//! Anchor-centred text drawing with a drop shadow.

use std::sync::Arc;

use image::{Rgba, RgbaImage};
use rusttype::{point, Font, Scale};

use crate::bitmap_font::BitmapFont;
use crate::compose::blend_pixel;
use crate::layout::{FontRole, SHADOW_COLOR, SHADOW_OFFSET, TEXT_COLOR};

/// A font at one size: either a loaded TrueType face or the built-in bitmap font.
#[derive(Clone)]
pub enum PosterFont {
    TrueType { font: Arc<Font<'static>>, scale: Scale },
    Bitmap(BitmapFont),
}

impl std::fmt::Debug for PosterFont {
    fn fmt(&self, f: &mut std::fmt::Formatter<'_>) -> std::fmt::Result {
        match self {
            PosterFont::TrueType { scale, .. } => f
                .debug_struct("TrueType")
                .field("scale", &scale.y)
                .finish(),
            PosterFont::Bitmap(bitmap) => f.debug_tuple("Bitmap").field(bitmap).finish(),
        }
    }
}

/// Convert a point size (em height in pixels) into a rusttype scale.
///
/// rusttype scales so that ascent - descent spans the requested height;
/// font sizes are conventionally the em size instead.
pub fn em_scale(font: &Font<'_>, point_size: f32) -> Scale {
    let units_per_em = font.units_per_em() as f32;
    let v_metrics = font.v_metrics_unscaled();
    let line_height = v_metrics.ascent - v_metrics.descent;
    if units_per_em <= 0.0 || line_height <= 0.0 {
        return Scale::uniform(point_size);
    }
    Scale::uniform(point_size * line_height / units_per_em)
}

impl PosterFont {
    pub fn truetype(font: Arc<Font<'static>>, point_size: f32) -> Self {
        let scale = em_scale(&font, point_size);
        PosterFont::TrueType { font, scale }
    }

    pub fn bitmap(point_size: f32) -> Self {
        PosterFont::Bitmap(BitmapFont::for_point_size(point_size))
    }

    pub fn is_bitmap(&self) -> bool {
        matches!(self, PosterFont::Bitmap(_))
    }

    /// Advance width of `text` in pixels.
    pub fn text_width(&self, text: &str) -> f32 {
        match self {
            PosterFont::TrueType { font, scale } => font
                .layout(text, *scale, point(0.0, 0.0))
                .last()
                .map(|g| g.position().x + g.unpositioned().h_metrics().advance_width)
                .unwrap_or(0.0),
            PosterFont::Bitmap(bitmap) => bitmap.text_size(text).0 as f32,
        }
    }

    /// Draw `text` centred on (`cx`, `cy`).
    ///
    /// Horizontally the advance width is centred; vertically the midpoint
    /// between ascender and descender lands on `cy`.
    pub fn draw_centered(&self, img: &mut RgbaImage, cx: f32, cy: f32, text: &str, color: Rgba<u8>) {
        match self {
            PosterFont::TrueType { font, scale } => {
                let v_metrics = font.v_metrics(*scale);
                let origin_x = cx - self.text_width(text) / 2.0;
                let baseline = cy + (v_metrics.ascent + v_metrics.descent) / 2.0;

                for glyph in font.layout(text, *scale, point(origin_x, baseline)) {
                    let Some(bb) = glyph.pixel_bounding_box() else {
                        continue;
                    };
                    glyph.draw(|gx, gy, coverage| {
                        blend_pixel(img, bb.min.x + gx as i32, bb.min.y + gy as i32, color, coverage);
                    });
                }
            }
            PosterFont::Bitmap(bitmap) => bitmap.draw_centered(img, cx, cy, text, color),
        }
    }

    /// Draw the shadow at +`SHADOW_OFFSET`, then the white fill on top.
    pub fn draw_with_shadow(&self, img: &mut RgbaImage, cx: f32, cy: f32, text: &str) {
        self.draw_centered(img, cx + SHADOW_OFFSET, cy + SHADOW_OFFSET, text, SHADOW_COLOR);
        self.draw_centered(img, cx, cy, text, TEXT_COLOR);
    }
}

/// One font per layout role.
#[derive(Debug, Clone)]
pub struct FontSet {
    pub title: PosterFont,
    pub large: PosterFont,
    pub medium: PosterFont,
    pub normal: PosterFont,
}

impl FontSet {
    /// All four roles from a single TrueType face.
    pub fn from_truetype(font: Arc<Font<'static>>) -> Self {
        Self {
            title: PosterFont::truetype(Arc::clone(&font), FontRole::Title.point_size()),
            large: PosterFont::truetype(Arc::clone(&font), FontRole::Large.point_size()),
            medium: PosterFont::truetype(Arc::clone(&font), FontRole::Medium.point_size()),
            normal: PosterFont::truetype(font, FontRole::Normal.point_size()),
        }
    }

    /// All four roles from the built-in bitmap font.
    pub fn builtin() -> Self {
        Self {
            title: PosterFont::bitmap(FontRole::Title.point_size()),
            large: PosterFont::bitmap(FontRole::Large.point_size()),
            medium: PosterFont::bitmap(FontRole::Medium.point_size()),
            normal: PosterFont::bitmap(FontRole::Normal.point_size()),
        }
    }

    pub fn get(&self, role: FontRole) -> &PosterFont {
        match role {
            FontRole::Title => &self.title,
            FontRole::Large => &self.large,
            FontRole::Medium => &self.medium,
            FontRole::Normal => &self.normal,
        }
    }
}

(Task)
Check each line above for "title" and return the ones that have it.

(Result of this exercise)
    pub title: PosterFont,
            title: PosterFont::truetype(Arc::clone(&font), FontRole::Title.point_size()),
            title: PosterFont::bitmap(FontRole::Title.point_size()),
            FontRole::Title => &self.title,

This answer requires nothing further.